■ MATERIALS PROVIDED
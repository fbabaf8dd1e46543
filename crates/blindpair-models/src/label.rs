//! Blinded A/B labels shown to participants.

use schemars::JsonSchema;
use serde::{Deserialize, Serialize};
use std::fmt;
use std::str::FromStr;

use crate::error::ModelError;

/// Label under which a model was shown in a comparison video.
///
/// `A` is the left half of the rendered video, `B` the right half.
#[derive(Debug, Clone, Copy, PartialEq, Eq, Hash, PartialOrd, Ord, Serialize, Deserialize, JsonSchema)]
pub enum Label {
    A,
    B,
}

impl Label {
    pub const ALL: [Label; 2] = [Label::A, Label::B];

    pub fn as_str(&self) -> &'static str {
        match self {
            Label::A => "A",
            Label::B => "B",
        }
    }

    /// The complementary label.
    pub fn other(&self) -> Label {
        match self {
            Label::A => Label::B,
            Label::B => Label::A,
        }
    }
}

impl fmt::Display for Label {
    fn fmt(&self, f: &mut fmt::Formatter<'_>) -> fmt::Result {
        f.write_str(self.as_str())
    }
}

impl FromStr for Label {
    type Err = ModelError;

    /// Only the exact strings `A` and `B` (surrounding whitespace ignored) are labels.
    fn from_str(s: &str) -> Result<Self, Self::Err> {
        match s.trim() {
            "A" => Ok(Label::A),
            "B" => Ok(Label::B),
            other => Err(ModelError::InvalidLabel(other.to_string())),
        }
    }
}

■ PROBLEM DESCRIPTION
The lines above should be duplicated exactly.

■ TASK RESPONSE
repository fbabaf8dd1e46543
filename crates/blindpair-models/src/label.rs
//! Blinded A/B labels shown to participants.

use schemars::JsonSchema;
use serde::{Deserialize, Serialize};
use std::fmt;
use std::str::FromStr;

use crate::error::ModelError;

/// Label under which a model was shown in a comparison video.
///
/// `A` is the left half of the rendered video, `B` the right half.
#[derive(Debug, Clone, Copy, PartialEq, Eq, Hash, PartialOrd, Ord, Serialize, Deserialize, JsonSchema)]
pub enum Label {
    A,
    B,
}

impl Label {
    pub const ALL: [Label; 2] = [Label::A, Label::B];

    pub fn as_str(&self) -> &'static str {
        match self {
            Label::A => "A",
            Label::B => "B",
        }
    }

    /// The complementary label.
    pub fn other(&self) -> Label {
        match self {
            Label::A => Label::B,
            Label::B => Label::A,
        }
    }
}

impl fmt::Display for Label {
    fn fmt(&self, f: &mut fmt::Formatter<'_>) -> fmt::Result {
        f.write_str(self.as_str())
    }
}

impl FromStr for Label {
    type Err = ModelError;

    /// Only the exact strings `A` and `B` (surrounding whitespace ignored) are labels.
    fn from_str(s: &str) -> Result<Self, Self::Err> {
        match s.trim() {
            "A" => Ok(Label::A),
            "B" => Ok(Label::B),
            other => Err(ModelError::InvalidLabel(other.to_string())),
        }
    }
}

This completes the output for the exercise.